Supplied records:

········

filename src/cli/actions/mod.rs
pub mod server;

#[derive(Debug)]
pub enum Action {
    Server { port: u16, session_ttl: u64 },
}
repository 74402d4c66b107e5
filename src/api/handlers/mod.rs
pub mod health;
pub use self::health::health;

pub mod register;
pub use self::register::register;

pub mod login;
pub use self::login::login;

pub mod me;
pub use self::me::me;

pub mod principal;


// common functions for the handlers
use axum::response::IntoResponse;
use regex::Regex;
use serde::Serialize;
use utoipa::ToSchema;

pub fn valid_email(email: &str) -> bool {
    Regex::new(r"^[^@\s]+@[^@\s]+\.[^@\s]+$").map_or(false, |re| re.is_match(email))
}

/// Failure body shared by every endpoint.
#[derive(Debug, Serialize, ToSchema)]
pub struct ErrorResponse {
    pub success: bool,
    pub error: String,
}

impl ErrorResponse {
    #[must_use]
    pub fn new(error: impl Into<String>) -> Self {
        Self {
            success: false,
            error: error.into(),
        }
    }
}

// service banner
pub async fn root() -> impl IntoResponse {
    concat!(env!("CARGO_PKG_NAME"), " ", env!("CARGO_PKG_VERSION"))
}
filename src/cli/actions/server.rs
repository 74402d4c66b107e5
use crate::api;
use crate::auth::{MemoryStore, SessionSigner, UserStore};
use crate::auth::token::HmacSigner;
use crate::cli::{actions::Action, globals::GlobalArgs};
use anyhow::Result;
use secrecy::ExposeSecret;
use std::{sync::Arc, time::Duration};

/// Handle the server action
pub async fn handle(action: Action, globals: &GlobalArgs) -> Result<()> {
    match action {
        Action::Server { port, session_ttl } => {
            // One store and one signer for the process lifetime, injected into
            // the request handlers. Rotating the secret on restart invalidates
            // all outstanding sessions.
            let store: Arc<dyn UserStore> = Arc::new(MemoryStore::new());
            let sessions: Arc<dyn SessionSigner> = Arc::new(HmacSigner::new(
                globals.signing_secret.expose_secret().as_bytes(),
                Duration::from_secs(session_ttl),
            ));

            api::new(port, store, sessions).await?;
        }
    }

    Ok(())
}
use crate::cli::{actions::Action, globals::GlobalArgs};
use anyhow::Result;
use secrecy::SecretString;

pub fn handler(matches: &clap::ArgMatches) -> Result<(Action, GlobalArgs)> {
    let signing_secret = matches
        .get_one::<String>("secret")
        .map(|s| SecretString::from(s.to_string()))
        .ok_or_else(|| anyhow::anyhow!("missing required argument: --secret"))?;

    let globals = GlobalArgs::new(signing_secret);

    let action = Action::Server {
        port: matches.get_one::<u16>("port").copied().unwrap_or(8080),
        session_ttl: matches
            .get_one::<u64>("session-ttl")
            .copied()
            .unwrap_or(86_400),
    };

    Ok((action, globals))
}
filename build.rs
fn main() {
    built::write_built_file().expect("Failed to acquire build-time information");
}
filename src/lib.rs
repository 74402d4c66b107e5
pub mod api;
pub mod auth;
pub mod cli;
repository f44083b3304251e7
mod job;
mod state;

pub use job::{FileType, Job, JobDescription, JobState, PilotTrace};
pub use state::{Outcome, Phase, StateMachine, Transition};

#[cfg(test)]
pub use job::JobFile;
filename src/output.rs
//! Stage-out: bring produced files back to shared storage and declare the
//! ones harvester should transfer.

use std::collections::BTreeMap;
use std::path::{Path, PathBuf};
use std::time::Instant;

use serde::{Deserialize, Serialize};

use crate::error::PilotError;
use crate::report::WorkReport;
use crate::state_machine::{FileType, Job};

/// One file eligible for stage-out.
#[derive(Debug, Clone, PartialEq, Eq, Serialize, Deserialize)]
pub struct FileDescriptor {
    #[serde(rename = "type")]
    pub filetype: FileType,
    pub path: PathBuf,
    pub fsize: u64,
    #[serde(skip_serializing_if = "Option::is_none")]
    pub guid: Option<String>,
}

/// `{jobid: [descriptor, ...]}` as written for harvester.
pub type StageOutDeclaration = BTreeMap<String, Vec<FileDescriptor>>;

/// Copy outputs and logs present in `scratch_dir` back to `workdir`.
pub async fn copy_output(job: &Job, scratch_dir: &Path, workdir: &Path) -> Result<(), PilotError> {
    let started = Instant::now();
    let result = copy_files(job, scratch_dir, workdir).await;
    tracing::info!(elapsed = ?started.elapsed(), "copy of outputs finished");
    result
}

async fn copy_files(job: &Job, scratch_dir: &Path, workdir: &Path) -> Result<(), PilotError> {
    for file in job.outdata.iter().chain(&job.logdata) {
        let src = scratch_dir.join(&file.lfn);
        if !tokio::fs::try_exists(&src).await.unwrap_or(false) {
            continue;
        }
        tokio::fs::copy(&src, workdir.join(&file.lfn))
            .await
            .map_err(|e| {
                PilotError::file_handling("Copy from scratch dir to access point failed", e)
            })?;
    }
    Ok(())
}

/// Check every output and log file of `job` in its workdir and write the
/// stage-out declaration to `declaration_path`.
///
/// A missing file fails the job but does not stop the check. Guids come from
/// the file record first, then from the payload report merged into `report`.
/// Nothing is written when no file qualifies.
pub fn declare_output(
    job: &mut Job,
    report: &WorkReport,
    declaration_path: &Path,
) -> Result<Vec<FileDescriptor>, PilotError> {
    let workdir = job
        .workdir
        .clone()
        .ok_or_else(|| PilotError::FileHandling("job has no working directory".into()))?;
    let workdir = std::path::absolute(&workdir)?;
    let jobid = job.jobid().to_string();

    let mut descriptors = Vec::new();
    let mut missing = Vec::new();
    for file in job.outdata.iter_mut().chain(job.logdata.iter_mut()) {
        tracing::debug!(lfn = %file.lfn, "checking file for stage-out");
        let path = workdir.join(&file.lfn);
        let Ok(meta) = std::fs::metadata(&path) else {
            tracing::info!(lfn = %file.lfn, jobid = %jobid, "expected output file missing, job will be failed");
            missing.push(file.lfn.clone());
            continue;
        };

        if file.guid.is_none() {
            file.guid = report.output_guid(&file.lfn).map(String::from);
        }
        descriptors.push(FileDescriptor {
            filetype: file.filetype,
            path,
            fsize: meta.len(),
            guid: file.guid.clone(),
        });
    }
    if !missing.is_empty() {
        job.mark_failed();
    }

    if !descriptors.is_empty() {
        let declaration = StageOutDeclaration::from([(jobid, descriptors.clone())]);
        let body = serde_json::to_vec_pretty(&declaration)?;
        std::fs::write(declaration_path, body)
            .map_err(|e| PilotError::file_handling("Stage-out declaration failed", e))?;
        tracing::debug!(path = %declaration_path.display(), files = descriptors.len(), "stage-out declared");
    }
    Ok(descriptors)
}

········

Say how many lines of the data hold the string "HmacSigner", with no other words in your reply.

Answer for this exercise: 2